Problem to work on → Whenever a line of the data below holds the string "lock", copy that line.

+++

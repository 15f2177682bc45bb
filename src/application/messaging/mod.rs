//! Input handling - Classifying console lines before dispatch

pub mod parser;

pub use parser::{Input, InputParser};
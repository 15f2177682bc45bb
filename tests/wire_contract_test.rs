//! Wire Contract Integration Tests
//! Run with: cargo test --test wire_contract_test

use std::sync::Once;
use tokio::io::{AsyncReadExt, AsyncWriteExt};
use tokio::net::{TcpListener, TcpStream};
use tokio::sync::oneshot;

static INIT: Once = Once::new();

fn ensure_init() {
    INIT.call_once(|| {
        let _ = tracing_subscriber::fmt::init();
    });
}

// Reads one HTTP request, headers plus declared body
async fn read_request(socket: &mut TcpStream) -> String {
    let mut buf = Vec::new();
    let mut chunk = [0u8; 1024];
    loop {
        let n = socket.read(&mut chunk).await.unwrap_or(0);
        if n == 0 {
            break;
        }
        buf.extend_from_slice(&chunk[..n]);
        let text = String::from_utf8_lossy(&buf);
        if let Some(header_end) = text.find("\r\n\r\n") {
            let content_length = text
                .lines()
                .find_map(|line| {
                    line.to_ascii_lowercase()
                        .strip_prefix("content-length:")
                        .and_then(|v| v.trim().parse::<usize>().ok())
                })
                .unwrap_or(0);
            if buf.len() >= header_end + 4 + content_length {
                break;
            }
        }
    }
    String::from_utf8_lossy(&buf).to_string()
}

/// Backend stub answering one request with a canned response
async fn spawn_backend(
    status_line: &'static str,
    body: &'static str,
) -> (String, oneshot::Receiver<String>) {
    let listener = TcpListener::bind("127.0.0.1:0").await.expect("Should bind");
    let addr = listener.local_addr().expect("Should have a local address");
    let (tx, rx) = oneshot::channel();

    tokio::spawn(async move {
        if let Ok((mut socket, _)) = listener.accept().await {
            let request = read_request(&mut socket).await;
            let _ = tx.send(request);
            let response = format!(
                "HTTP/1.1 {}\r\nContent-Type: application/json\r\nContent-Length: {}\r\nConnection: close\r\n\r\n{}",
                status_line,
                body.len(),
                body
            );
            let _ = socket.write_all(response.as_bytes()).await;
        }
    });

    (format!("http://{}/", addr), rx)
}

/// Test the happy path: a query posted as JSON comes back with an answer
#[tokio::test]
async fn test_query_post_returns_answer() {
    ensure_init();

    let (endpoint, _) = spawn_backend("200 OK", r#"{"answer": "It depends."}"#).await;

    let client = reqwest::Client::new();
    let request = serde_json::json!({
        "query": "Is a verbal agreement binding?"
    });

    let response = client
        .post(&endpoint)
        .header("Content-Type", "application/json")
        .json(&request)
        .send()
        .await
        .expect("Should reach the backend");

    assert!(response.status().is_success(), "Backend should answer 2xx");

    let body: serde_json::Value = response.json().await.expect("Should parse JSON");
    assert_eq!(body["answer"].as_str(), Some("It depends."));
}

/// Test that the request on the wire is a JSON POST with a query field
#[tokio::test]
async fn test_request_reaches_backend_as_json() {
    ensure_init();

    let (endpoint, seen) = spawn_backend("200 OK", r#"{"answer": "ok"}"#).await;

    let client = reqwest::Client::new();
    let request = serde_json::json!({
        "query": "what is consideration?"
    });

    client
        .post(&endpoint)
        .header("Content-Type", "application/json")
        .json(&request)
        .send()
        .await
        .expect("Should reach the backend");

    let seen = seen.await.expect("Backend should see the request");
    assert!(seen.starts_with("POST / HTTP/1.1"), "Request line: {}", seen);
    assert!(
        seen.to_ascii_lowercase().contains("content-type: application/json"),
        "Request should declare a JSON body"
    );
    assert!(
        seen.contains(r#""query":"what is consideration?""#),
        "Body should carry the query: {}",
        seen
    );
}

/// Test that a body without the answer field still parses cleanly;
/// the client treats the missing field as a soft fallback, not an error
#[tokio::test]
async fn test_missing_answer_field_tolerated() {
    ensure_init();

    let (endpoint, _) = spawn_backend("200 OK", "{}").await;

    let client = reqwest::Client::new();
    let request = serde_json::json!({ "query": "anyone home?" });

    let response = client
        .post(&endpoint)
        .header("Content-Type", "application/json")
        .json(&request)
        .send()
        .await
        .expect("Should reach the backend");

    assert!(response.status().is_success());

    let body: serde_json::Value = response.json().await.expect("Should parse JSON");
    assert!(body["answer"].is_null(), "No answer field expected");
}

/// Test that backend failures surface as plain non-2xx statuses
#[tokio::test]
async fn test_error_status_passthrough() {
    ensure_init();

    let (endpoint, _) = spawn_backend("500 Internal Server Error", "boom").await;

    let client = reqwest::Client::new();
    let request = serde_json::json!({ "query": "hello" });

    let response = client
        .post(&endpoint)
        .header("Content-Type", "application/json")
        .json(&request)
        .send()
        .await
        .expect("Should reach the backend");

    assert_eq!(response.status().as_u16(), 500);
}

+++

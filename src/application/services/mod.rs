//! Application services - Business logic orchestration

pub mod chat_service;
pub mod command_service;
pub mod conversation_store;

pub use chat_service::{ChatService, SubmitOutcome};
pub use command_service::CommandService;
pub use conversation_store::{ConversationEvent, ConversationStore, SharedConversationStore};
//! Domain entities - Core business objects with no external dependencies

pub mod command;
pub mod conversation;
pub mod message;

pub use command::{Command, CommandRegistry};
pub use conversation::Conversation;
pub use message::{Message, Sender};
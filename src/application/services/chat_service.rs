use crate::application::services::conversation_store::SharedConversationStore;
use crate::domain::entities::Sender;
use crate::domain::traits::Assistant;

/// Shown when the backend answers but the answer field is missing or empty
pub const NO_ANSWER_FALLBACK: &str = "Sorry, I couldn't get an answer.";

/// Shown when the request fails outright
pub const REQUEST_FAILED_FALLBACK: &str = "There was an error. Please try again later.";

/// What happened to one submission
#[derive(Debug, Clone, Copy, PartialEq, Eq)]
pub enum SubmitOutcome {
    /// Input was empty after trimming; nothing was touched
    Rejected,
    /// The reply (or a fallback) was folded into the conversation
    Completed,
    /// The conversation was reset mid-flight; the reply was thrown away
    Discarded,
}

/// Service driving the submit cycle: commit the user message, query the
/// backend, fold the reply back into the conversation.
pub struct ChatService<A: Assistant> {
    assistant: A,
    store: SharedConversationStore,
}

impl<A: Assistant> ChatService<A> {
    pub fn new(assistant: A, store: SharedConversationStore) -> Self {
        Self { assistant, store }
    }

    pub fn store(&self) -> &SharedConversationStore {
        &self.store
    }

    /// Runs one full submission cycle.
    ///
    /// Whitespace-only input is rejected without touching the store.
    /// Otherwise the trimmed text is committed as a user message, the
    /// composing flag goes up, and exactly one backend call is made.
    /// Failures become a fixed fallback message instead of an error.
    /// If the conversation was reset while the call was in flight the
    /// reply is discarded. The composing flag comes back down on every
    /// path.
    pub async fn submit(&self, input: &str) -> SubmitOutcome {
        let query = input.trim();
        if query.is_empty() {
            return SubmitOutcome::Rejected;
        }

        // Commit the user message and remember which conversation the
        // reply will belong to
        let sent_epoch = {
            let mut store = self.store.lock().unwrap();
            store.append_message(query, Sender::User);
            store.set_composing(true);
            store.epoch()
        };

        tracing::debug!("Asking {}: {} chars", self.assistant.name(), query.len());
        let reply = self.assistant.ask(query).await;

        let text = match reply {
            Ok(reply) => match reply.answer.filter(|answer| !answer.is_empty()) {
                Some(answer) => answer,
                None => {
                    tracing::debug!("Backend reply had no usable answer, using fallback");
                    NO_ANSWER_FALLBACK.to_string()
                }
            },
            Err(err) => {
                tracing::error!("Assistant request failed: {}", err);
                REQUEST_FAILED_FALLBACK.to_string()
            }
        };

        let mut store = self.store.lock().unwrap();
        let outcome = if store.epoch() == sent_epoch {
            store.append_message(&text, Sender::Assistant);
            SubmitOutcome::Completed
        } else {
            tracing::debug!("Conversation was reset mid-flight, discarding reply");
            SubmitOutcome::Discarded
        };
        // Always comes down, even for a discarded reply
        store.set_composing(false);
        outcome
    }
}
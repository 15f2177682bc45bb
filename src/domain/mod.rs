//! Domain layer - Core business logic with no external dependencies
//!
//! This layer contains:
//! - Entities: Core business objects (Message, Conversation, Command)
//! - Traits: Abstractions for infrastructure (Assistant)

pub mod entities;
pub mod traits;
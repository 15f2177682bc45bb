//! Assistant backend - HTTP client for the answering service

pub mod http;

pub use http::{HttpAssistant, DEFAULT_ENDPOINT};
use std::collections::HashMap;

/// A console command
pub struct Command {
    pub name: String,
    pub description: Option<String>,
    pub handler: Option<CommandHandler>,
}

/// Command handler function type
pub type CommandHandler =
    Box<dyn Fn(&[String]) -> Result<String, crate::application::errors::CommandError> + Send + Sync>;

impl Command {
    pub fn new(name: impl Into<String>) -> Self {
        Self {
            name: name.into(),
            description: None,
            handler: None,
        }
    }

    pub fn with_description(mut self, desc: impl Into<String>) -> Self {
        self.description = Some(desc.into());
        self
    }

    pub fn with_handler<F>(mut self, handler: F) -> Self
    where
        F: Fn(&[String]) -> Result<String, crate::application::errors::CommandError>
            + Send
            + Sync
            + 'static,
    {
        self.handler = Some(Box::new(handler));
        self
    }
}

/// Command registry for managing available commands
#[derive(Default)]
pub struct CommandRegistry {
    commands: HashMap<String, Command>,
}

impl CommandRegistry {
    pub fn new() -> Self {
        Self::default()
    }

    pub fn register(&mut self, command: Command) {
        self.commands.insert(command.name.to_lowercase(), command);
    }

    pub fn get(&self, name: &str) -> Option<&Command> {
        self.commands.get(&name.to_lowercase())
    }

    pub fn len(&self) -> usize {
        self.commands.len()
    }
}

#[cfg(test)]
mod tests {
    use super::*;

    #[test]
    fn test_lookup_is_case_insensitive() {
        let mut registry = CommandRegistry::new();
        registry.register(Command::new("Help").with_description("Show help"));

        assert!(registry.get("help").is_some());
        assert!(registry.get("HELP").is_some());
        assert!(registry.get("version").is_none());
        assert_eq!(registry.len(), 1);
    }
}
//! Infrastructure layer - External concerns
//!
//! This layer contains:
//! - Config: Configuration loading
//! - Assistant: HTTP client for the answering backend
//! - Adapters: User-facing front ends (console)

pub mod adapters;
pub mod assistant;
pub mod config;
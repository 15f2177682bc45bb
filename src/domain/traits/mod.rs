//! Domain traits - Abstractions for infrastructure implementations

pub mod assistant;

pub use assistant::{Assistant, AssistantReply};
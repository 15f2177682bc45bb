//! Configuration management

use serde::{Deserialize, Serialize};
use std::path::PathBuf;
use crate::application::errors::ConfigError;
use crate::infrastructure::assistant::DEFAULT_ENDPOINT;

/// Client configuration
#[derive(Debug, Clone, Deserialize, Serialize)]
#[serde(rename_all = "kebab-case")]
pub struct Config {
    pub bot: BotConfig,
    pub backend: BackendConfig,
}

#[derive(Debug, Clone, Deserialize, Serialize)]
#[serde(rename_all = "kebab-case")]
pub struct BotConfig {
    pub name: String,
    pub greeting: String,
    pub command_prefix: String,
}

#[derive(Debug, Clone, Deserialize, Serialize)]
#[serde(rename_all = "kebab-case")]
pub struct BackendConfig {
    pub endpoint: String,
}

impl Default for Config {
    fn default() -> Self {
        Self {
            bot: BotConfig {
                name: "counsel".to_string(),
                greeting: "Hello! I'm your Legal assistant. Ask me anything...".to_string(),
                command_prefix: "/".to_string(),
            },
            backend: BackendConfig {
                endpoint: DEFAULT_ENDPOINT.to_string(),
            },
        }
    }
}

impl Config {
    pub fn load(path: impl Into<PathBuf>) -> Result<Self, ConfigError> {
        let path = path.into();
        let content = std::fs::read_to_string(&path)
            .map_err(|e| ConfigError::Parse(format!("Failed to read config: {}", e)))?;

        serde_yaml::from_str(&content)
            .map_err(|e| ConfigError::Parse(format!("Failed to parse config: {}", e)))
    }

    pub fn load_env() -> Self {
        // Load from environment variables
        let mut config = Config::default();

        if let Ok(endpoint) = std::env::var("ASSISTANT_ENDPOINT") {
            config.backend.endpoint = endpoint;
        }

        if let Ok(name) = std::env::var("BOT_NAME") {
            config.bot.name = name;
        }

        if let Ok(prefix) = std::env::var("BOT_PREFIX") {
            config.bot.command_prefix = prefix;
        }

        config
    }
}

+++

Answer box →
            let mut store = self.store.lock().unwrap();
        let mut store = self.store.lock().unwrap();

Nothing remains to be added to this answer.